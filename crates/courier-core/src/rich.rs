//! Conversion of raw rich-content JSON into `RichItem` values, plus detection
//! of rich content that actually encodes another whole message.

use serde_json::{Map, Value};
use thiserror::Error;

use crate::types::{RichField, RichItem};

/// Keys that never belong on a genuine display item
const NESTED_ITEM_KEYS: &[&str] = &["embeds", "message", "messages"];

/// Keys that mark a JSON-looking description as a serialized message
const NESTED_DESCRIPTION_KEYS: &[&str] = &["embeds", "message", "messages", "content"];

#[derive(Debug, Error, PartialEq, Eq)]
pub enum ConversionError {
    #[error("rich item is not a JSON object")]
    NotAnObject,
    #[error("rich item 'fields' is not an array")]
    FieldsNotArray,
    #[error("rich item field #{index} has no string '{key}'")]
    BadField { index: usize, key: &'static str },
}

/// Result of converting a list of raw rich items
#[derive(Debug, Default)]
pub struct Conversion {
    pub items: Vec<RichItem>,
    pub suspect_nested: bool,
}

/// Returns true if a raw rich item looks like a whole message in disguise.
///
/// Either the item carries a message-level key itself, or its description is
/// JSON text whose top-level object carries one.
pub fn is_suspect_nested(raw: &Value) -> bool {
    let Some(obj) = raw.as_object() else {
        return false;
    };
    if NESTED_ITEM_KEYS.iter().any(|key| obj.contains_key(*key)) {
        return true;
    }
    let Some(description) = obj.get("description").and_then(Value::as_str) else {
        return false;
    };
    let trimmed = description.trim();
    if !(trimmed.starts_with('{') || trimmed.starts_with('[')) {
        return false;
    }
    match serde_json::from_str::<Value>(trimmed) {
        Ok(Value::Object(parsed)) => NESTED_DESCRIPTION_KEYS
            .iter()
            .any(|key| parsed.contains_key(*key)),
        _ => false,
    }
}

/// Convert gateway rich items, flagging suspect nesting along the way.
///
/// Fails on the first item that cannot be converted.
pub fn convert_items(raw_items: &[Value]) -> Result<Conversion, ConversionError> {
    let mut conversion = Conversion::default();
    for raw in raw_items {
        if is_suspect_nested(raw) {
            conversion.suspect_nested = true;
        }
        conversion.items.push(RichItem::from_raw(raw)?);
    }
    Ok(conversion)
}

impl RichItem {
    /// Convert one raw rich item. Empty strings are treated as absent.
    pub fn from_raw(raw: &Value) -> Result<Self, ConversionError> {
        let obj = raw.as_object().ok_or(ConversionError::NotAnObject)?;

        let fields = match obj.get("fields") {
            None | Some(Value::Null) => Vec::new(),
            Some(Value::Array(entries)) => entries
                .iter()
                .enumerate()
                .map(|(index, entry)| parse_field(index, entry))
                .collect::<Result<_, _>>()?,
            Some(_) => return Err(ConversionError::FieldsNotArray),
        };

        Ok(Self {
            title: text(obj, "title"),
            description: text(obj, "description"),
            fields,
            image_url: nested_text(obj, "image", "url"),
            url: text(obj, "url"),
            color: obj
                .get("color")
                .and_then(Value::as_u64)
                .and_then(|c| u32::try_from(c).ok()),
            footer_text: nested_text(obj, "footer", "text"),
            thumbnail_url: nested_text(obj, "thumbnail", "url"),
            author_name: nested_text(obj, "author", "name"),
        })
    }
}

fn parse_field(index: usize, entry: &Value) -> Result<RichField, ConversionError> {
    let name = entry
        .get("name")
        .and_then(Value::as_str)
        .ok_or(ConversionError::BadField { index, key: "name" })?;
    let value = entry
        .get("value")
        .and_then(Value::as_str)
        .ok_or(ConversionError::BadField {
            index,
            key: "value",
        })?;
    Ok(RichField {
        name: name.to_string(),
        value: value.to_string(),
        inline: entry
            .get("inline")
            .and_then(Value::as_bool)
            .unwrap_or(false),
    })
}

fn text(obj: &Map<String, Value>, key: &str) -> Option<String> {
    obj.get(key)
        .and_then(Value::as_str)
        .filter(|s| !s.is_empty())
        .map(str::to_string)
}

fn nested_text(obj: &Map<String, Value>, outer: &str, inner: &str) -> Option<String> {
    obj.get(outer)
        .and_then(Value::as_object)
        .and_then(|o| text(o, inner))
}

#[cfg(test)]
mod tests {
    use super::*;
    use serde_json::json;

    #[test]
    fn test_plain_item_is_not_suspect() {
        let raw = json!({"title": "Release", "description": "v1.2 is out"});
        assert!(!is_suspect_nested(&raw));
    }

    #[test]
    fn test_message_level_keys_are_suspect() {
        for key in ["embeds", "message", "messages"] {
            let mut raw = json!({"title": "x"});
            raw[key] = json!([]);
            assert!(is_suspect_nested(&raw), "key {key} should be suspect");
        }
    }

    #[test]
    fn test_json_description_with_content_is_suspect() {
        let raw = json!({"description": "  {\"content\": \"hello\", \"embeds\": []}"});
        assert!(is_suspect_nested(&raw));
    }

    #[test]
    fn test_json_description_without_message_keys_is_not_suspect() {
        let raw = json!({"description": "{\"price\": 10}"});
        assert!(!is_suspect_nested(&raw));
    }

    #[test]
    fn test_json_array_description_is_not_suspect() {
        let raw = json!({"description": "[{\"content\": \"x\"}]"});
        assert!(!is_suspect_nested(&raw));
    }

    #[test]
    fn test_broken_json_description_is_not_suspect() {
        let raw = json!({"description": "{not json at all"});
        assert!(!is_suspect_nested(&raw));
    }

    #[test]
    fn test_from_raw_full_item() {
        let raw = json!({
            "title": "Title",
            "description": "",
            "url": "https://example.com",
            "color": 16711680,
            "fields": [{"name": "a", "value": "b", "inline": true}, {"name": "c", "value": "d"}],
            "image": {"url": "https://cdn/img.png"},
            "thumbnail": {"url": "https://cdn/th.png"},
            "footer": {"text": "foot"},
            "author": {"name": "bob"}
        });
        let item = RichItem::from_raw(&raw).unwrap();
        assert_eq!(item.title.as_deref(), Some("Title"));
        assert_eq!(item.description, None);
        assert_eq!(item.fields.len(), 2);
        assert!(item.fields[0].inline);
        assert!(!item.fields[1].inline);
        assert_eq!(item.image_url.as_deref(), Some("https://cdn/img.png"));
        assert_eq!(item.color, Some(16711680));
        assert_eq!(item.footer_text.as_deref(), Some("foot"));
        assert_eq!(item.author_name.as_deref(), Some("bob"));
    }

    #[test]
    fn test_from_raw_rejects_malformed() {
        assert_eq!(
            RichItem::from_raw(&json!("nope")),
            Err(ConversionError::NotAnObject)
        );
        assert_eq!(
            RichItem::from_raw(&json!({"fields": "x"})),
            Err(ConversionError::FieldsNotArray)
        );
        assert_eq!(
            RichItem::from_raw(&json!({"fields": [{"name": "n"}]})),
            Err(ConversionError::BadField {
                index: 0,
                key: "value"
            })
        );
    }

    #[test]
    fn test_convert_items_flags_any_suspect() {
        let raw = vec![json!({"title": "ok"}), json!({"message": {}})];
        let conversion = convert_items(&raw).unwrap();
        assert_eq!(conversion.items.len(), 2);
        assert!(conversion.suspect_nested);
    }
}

...

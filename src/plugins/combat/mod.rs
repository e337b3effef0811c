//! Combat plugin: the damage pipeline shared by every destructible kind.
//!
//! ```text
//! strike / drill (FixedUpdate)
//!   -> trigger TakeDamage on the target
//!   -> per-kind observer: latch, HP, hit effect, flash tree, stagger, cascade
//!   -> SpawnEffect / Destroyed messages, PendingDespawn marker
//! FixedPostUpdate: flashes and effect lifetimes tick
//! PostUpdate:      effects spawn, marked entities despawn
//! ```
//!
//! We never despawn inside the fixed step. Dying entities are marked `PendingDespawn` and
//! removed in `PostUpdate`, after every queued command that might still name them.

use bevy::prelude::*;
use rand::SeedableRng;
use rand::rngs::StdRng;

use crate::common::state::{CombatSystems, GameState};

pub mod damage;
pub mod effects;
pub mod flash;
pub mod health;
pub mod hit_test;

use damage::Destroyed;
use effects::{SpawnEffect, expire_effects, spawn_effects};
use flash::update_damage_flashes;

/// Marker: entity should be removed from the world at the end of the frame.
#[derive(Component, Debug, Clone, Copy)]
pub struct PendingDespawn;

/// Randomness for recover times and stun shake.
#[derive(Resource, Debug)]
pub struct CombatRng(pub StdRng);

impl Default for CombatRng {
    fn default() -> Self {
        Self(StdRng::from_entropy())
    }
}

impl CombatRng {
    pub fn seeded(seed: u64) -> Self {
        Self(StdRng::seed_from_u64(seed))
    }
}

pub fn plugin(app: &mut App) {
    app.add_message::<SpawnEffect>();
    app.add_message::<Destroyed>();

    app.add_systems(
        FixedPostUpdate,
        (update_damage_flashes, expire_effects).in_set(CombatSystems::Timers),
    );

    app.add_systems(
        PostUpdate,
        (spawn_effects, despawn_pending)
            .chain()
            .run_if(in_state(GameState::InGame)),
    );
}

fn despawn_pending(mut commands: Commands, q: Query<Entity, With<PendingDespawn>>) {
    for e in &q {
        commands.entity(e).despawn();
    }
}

**Problem requirements:** Using the data above, extract exactly the lines from the one that holds "filename crates/courier-core/src/rich.rs" to the one that holds "use thiserror::Error;", both ends included, and no others.

**Solution:**
filename crates/courier-core/src/rich.rs
//! Conversion of raw rich-content JSON into `RichItem` values, plus detection
//! of rich content that actually encodes another whole message.

use serde_json::{Map, Value};
use thiserror::Error;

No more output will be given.